Princeton University, Princeton, NJ 08544, USA

Ron Weiss rweiss@princeton.edu

The majority of contemporary cancer treatments utilize rather unspecific approaches in targeting cancer cells. Such methods do not, and indeed cannot, specifically target a particular cancer cell type. As a result of their imprecision, these treatments tend to inflict almost as much damage upon healthy cells as cancerous ones. Such harmful side-effects often make cancer treatments such as chemotherapy or radiation therapy not only undesirable, but also less comprehensive, as their prolonged use is ultimately unsustainable. Our proposed, generalizable, system will resolve this unfortunate situation by enabling the detection and destruction of cancer cells in a tissue-specific manner.
Our system is engineered in such a fashion as to prevent any deleterious effects on non-cancerous cells or on cells that exhibit characteristics similar to cancer cells. To this end, RNA interference (RNAi) is employed to provide an additional level of regulation and prevent the apoptotic genes from being silenced by any epigenetic events. The added dimension of tissue-localization ensures that the system does not target any non-cancerous cell, thus, providing the most direct and effective cancer therapy.

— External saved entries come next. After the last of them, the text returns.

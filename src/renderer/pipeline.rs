//! WebGPU render pipeline setup

use super::scene::build_scene;
use super::vertex::Vertex;
use crate::colors;
use crate::view::RenderSnapshot;

/// Vertices the initial buffer holds before it has to grow
const INITIAL_VERTEX_CAPACITY: u64 = 16 * 1024;

/// Main render state
pub struct RenderState {
    pub surface: wgpu::Surface<'static>,
    pub device: wgpu::Device,
    pub queue: wgpu::Queue,
    pub config: wgpu::SurfaceConfiguration,
    pub pipeline: wgpu::RenderPipeline,
    vertex_buffer: wgpu::Buffer,
    /// Capacity of `vertex_buffer` in vertices
    vertex_capacity: u64,
    /// Viewport size in pixels
    pub size: (u32, u32),
}

impl RenderState {
    pub async fn new(
        surface: wgpu::Surface<'static>,
        adapter: &wgpu::Adapter,
        width: u32,
        height: u32,
    ) -> Result<Self, wgpu::RequestDeviceError> {
        let (device, queue) = adapter
            .request_device(&wgpu::DeviceDescriptor {
                label: Some("arena-blaster-device"),
                required_features: wgpu::Features::empty(),
                required_limits: wgpu::Limits::downlevel_webgl2_defaults(),
                memory_hints: Default::default(),
                trace: Default::default(),
                experimental_features: Default::default(),
            })
            .await?;

        let surface_caps = surface.get_capabilities(adapter);
        // Colors are authored like CSS colors, so skip the sRGB re-encode
        let surface_format = surface_caps
            .formats
            .iter()
            .find(|f| !f.is_srgb())
            .copied()
            .unwrap_or(surface_caps.formats[0]);

        let config = wgpu::SurfaceConfiguration {
            usage: wgpu::TextureUsages::RENDER_ATTACHMENT,
            format: surface_format,
            width,
            height,
            present_mode: wgpu::PresentMode::AutoVsync,
            alpha_mode: surface_caps.alpha_modes[0],
            view_formats: vec![],
            desired_maximum_frame_latency: 2,
        };
        surface.configure(&device, &config);

        let shader = device.create_shader_module(wgpu::ShaderModuleDescriptor {
            label: Some("shader"),
            source: wgpu::ShaderSource::Wgsl(include_str!("shader.wgsl").into()),
        });

        let pipeline_layout = device.create_pipeline_layout(&wgpu::PipelineLayoutDescriptor {
            label: Some("pipeline_layout"),
            bind_group_layouts: &[],
            immediate_size: 0,
        });

        let pipeline = device.create_render_pipeline(&wgpu::RenderPipelineDescriptor {
            label: Some("render_pipeline"),
            layout: Some(&pipeline_layout),
            vertex: wgpu::VertexState {
                module: &shader,
                entry_point: Some("vs_main"),
                buffers: &[Vertex::desc()],
                compilation_options: Default::default(),
            },
            fragment: Some(wgpu::FragmentState {
                module: &shader,
                entry_point: Some("fs_main"),
                targets: &[Some(wgpu::ColorTargetState {
                    format: config.format,
                    blend: Some(wgpu::BlendState::ALPHA_BLENDING),
                    write_mask: wgpu::ColorWrites::ALL,
                })],
                compilation_options: Default::default(),
            }),
            primitive: wgpu::PrimitiveState {
                topology: wgpu::PrimitiveTopology::TriangleList,
                strip_index_format: None,
                front_face: wgpu::FrontFace::Ccw,
                cull_mode: None,
                polygon_mode: wgpu::PolygonMode::Fill,
                unclipped_depth: false,
                conservative: false,
            },
            depth_stencil: None,
            multisample: wgpu::MultisampleState::default(),
            multiview_mask: None,
            cache: None,
        });

        let vertex_buffer = Self::create_vertex_buffer(&device, INITIAL_VERTEX_CAPACITY);

        log::info!("Renderer ready: {:?}, {}x{}", surface_format, width, height);

        Ok(Self {
            surface,
            device,
            queue,
            config,
            pipeline,
            vertex_buffer,
            vertex_capacity: INITIAL_VERTEX_CAPACITY,
            size: (width, height),
        })
    }

    fn create_vertex_buffer(device: &wgpu::Device, capacity: u64) -> wgpu::Buffer {
        device.create_buffer(&wgpu::BufferDescriptor {
            label: Some("vertex_buffer"),
            size: capacity * std::mem::size_of::<Vertex>() as u64,
            usage: wgpu::BufferUsages::VERTEX | wgpu::BufferUsages::COPY_DST,
            mapped_at_creation: false,
        })
    }

    pub fn resize(&mut self, new_width: u32, new_height: u32) {
        if new_width > 0 && new_height > 0 {
            self.size = (new_width, new_height);
            self.config.width = new_width;
            self.config.height = new_height;
            self.surface.configure(&self.device, &self.config);
        }
    }

    /// Draw one frame of the playfield
    pub fn render(&mut self, snapshot: &RenderSnapshot) -> Result<(), wgpu::SurfaceError> {
        let vertices: Vec<Vertex> = build_scene(snapshot)
            .into_iter()
            .map(|v| v.to_clip(snapshot.width, snapshot.height))
            .collect();

        let needed = vertices.len() as u64;
        if needed > self.vertex_capacity {
            let capacity = needed.next_power_of_two();
            log::debug!("Growing vertex buffer to {} vertices", capacity);
            self.vertex_buffer = Self::create_vertex_buffer(&self.device, capacity);
            self.vertex_capacity = capacity;
        }
        if !vertices.is_empty() {
            self.queue
                .write_buffer(&self.vertex_buffer, 0, bytemuck::cast_slice(&vertices));
        }

        let output = self.surface.get_current_texture()?;
        let view = output
            .texture
            .create_view(&wgpu::TextureViewDescriptor::default());

        let mut encoder = self
            .device
            .create_command_encoder(&wgpu::CommandEncoderDescriptor {
                label: Some("render_encoder"),
            });

        {
            let [r, g, b, a] = colors::BACKGROUND.map(f64::from);
            let mut render_pass = encoder.begin_render_pass(&wgpu::RenderPassDescriptor {
                label: Some("render_pass"),
                color_attachments: &[Some(wgpu::RenderPassColorAttachment {
                    view: &view,
                    resolve_target: None,
                    ops: wgpu::Operations {
                        load: wgpu::LoadOp::Clear(wgpu::Color { r, g, b, a }),
                        store: wgpu::StoreOp::Store,
                    },
                    depth_slice: None,
                })],
                depth_stencil_attachment: None,
                timestamp_writes: None,
                occlusion_query_set: None,
                multiview_mask: None,
            });

            if !vertices.is_empty() {
                render_pass.set_pipeline(&self.pipeline);
                let used = needed * std::mem::size_of::<Vertex>() as u64;
                render_pass.set_vertex_buffer(0, self.vertex_buffer.slice(..used));
                render_pass.draw(0..needed as u32, 0..1);
            }
        }

        self.queue.submit(std::iter::once(encoder.finish()));
        output.present();

        Ok(())
    }
}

The Princeton University iGEM 2007 team selected breast cancer as their initial target. In MCF-7 breast cancer cells, GATA3, a non-neuronal ectoderm cell fate regulator and a transcription factor present in and important for the maintenance of breast tissue cells, is upregulated to levels approximately thirty-two times those found in healthy cells. When present in large quantities, as in the case of cancerous cells, GATA3 will titrate away the small interfering RNA (siRNA) and allow transcription and translation of the pro-apoptotic factors Bax or Bak. When present in small quantities, Bax and Bak are repressed by binding of the siRNA to the engineered stretch of sequences located either 5' or 3' to the Bax or Bak gene. A helper plasmid containing a mutated pol gene will enable the transient transfection of the entire system into the cancer cells, as opposed to the integration that would occur with the wild type pol gene. This transient effect will ensure that the apoptotic genes are not propagated by further cell division, thus preventing unintended proliferation of our construct.